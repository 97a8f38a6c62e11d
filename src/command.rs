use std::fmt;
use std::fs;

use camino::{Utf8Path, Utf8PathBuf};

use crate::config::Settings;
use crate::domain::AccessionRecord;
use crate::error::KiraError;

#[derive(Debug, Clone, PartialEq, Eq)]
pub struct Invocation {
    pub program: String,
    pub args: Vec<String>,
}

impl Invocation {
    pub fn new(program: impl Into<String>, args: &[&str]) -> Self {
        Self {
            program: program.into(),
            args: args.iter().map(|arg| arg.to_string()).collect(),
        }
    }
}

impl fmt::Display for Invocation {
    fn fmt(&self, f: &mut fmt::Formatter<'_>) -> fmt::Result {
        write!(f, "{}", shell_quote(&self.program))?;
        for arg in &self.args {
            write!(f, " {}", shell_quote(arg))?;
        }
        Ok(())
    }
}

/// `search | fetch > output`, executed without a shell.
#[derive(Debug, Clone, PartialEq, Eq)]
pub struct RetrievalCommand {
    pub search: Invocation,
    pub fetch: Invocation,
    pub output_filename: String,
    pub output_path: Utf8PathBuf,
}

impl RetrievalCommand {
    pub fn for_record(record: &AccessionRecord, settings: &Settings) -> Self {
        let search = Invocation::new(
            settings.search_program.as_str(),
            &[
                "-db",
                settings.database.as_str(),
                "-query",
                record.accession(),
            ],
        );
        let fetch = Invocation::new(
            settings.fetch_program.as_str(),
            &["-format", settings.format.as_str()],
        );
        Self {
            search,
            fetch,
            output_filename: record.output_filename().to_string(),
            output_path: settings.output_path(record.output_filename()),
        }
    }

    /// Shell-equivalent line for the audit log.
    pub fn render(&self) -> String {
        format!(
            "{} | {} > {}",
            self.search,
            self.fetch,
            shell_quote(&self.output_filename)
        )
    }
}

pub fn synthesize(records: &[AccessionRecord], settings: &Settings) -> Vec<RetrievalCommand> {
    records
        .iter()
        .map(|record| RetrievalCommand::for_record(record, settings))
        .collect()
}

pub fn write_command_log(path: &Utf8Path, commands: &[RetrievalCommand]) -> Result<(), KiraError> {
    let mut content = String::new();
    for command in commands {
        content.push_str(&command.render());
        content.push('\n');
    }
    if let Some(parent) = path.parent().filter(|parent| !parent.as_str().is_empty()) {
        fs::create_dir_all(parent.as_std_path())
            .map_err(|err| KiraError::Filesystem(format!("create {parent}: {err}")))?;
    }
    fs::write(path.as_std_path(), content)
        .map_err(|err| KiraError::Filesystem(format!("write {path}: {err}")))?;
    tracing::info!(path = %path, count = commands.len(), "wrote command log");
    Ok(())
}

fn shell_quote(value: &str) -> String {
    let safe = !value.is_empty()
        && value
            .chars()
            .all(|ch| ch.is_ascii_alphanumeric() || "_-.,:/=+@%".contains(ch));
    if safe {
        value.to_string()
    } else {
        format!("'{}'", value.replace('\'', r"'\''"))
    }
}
☆ ☆ ☆
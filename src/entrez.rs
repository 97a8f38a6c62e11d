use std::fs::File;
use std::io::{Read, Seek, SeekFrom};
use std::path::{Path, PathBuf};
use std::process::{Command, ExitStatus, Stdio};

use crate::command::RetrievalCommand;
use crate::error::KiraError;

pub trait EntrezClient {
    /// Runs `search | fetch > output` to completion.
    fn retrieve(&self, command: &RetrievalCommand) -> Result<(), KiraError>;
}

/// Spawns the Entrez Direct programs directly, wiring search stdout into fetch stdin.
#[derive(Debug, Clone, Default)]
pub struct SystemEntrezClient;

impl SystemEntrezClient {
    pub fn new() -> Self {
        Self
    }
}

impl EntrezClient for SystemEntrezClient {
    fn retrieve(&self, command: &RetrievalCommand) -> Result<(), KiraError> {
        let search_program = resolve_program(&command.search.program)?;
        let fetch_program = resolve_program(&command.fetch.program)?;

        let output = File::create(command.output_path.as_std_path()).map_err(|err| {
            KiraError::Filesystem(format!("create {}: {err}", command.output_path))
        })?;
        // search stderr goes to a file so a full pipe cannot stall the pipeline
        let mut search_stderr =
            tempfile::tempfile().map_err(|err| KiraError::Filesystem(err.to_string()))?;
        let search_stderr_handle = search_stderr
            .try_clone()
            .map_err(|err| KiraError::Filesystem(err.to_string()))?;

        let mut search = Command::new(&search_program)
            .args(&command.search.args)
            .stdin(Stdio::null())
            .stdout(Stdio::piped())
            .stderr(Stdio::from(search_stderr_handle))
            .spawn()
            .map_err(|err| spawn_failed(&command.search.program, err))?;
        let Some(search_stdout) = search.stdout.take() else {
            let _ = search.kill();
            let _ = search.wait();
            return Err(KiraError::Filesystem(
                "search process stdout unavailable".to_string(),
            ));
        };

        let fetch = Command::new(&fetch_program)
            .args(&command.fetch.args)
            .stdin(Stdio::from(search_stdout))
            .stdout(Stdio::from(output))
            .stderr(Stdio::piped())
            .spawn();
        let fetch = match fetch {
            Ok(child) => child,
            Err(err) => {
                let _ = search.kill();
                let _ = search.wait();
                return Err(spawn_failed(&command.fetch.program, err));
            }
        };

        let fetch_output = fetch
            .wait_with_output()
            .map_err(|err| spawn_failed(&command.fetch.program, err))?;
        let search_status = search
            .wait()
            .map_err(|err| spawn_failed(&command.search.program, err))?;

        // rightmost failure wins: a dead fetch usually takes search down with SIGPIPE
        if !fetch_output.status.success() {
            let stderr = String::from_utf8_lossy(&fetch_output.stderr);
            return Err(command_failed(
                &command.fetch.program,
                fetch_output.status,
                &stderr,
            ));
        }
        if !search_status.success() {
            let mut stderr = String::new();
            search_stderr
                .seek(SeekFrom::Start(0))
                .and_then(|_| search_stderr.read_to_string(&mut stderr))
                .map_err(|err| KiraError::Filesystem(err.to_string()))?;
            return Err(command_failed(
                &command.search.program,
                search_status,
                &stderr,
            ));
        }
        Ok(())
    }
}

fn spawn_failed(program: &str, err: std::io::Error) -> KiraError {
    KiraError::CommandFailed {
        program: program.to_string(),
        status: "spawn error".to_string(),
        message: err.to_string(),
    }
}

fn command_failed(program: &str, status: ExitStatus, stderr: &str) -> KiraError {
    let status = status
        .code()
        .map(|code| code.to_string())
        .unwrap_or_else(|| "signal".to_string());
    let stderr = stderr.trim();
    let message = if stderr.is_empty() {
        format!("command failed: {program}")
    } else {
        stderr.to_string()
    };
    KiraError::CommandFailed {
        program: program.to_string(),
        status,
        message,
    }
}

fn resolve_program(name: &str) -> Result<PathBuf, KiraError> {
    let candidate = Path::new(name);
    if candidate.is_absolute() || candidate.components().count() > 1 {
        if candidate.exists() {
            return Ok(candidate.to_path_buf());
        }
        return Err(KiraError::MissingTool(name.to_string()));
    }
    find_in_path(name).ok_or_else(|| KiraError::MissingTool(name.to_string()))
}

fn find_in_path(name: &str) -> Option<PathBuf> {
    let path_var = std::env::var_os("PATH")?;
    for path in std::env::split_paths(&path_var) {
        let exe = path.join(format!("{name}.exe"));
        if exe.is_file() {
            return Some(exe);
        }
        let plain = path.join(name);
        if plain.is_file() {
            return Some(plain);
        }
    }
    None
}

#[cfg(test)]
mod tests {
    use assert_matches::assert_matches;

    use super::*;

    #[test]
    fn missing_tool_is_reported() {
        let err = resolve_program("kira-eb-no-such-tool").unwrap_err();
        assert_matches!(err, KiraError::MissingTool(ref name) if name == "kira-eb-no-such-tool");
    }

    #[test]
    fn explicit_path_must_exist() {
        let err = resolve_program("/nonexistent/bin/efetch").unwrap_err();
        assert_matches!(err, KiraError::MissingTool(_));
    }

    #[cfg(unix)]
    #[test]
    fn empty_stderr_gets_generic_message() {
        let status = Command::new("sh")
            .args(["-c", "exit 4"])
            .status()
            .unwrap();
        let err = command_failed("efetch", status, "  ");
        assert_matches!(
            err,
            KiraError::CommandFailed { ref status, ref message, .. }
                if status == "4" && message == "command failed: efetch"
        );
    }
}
☆ ☆ ☆
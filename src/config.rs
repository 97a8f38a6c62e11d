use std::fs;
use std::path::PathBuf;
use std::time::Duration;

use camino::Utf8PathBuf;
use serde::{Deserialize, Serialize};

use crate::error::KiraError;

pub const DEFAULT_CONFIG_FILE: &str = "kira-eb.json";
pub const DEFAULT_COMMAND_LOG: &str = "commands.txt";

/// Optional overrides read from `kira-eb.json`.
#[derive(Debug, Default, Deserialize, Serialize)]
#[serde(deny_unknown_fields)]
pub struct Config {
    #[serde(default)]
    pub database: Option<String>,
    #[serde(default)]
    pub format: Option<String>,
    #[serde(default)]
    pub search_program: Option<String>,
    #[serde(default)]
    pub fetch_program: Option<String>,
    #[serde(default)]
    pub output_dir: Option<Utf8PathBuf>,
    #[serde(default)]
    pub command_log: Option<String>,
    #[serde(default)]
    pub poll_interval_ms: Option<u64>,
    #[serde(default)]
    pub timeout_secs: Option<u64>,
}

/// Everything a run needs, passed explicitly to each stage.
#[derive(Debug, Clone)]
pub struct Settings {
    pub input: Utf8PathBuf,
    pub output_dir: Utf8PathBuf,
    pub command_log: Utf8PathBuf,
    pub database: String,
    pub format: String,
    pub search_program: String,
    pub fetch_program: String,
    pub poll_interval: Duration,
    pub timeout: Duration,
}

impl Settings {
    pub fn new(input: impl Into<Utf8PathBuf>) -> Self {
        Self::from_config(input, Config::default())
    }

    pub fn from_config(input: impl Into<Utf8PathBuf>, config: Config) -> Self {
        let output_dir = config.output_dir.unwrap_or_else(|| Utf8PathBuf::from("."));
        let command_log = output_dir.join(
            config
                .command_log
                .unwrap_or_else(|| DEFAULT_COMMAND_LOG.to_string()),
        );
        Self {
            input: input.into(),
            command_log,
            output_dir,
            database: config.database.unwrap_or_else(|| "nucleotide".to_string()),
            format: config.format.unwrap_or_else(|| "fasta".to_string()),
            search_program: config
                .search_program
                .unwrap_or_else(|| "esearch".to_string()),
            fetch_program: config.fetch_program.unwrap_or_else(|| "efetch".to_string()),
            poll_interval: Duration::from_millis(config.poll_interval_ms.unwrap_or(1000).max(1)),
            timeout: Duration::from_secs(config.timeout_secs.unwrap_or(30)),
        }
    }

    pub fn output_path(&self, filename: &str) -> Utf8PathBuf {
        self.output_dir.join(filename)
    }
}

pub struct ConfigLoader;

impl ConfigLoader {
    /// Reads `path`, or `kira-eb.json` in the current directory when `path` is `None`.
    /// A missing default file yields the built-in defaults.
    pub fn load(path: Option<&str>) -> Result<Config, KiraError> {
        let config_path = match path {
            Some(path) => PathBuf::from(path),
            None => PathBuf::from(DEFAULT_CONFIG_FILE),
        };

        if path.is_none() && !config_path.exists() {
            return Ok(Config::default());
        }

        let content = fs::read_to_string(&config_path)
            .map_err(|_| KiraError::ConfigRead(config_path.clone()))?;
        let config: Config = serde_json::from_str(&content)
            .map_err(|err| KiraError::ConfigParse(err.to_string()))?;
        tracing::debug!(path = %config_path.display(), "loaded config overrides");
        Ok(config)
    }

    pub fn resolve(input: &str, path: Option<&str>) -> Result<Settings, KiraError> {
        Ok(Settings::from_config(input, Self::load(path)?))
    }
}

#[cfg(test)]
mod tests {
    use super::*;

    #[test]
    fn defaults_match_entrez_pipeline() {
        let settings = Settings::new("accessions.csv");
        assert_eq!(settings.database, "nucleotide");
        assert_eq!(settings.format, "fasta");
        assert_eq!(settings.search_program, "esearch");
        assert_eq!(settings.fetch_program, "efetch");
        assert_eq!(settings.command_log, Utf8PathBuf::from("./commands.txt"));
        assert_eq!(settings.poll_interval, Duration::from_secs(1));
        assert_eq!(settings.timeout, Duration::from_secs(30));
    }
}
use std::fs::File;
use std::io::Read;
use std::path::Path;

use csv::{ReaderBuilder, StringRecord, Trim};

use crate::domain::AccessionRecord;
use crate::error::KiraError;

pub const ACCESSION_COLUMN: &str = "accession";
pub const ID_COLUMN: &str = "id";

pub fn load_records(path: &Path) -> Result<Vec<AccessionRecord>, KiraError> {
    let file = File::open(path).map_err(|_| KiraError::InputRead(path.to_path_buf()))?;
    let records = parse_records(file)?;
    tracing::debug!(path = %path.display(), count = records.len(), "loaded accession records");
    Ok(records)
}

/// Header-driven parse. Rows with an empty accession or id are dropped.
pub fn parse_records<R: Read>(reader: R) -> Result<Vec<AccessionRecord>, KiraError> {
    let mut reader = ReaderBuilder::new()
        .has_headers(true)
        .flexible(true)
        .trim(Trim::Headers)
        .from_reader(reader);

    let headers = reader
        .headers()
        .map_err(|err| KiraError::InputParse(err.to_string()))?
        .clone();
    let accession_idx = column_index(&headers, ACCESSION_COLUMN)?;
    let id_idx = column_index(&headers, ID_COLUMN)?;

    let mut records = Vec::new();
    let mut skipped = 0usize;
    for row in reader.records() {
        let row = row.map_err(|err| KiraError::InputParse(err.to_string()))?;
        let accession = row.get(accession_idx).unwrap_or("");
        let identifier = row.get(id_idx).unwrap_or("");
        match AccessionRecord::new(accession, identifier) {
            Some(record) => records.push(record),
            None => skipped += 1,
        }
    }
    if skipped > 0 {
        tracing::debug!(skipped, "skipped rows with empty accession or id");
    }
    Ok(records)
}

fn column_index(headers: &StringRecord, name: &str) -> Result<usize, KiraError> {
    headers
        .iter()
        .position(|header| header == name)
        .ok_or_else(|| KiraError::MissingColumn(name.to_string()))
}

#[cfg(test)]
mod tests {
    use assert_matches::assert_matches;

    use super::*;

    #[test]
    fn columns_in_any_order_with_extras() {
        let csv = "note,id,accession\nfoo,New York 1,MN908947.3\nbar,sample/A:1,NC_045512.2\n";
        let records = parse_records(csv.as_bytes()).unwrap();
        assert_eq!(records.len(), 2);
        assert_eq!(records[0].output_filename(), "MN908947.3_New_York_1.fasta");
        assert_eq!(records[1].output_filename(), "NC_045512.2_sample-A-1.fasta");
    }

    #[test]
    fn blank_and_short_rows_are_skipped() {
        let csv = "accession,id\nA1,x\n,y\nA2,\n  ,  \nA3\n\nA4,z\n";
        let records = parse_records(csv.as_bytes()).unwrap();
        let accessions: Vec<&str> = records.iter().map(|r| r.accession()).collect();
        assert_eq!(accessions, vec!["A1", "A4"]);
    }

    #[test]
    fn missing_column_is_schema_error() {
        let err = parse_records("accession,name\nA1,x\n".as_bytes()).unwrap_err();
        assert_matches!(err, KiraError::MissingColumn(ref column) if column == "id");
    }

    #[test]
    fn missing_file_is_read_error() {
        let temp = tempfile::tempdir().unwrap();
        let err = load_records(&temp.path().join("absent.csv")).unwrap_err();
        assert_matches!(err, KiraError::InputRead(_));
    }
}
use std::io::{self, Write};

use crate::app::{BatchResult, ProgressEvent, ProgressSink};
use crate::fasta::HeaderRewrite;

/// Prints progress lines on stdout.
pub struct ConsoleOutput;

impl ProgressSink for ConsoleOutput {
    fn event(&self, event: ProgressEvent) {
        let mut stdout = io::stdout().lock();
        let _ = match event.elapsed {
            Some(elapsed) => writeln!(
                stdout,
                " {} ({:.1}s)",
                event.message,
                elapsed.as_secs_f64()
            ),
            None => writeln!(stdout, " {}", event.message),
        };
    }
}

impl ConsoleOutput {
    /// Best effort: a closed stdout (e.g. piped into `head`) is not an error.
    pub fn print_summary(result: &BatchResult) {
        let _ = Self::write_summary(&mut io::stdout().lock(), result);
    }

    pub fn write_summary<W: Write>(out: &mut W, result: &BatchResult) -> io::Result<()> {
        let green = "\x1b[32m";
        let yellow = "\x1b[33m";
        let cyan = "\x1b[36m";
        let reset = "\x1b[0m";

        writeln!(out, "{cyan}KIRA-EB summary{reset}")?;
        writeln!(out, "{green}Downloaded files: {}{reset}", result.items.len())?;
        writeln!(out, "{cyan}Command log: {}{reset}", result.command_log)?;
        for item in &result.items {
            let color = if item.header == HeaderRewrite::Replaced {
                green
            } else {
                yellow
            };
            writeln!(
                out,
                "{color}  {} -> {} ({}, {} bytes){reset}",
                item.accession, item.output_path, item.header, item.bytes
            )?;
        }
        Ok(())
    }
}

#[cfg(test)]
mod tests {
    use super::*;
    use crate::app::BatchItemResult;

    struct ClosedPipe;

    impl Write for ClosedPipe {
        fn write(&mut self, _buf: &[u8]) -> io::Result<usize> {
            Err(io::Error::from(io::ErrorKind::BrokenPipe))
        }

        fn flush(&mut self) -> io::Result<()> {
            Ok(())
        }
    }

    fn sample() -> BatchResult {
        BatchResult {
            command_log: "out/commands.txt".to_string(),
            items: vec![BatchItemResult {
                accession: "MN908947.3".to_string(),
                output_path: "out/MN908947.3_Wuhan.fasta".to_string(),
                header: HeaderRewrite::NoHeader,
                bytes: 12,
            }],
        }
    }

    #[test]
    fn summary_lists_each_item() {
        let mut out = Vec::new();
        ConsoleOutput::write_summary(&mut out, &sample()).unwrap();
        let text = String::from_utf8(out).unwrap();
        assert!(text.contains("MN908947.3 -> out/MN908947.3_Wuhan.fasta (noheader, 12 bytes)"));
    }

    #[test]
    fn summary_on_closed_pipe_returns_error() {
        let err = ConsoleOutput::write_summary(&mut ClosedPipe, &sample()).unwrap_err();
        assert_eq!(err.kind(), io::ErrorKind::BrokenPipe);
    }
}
☆ ☆ ☆
- [Aim of the task]: The number of lines in the listing above that contain "Filesystem" is all that should be stated.

- [Task response]: 7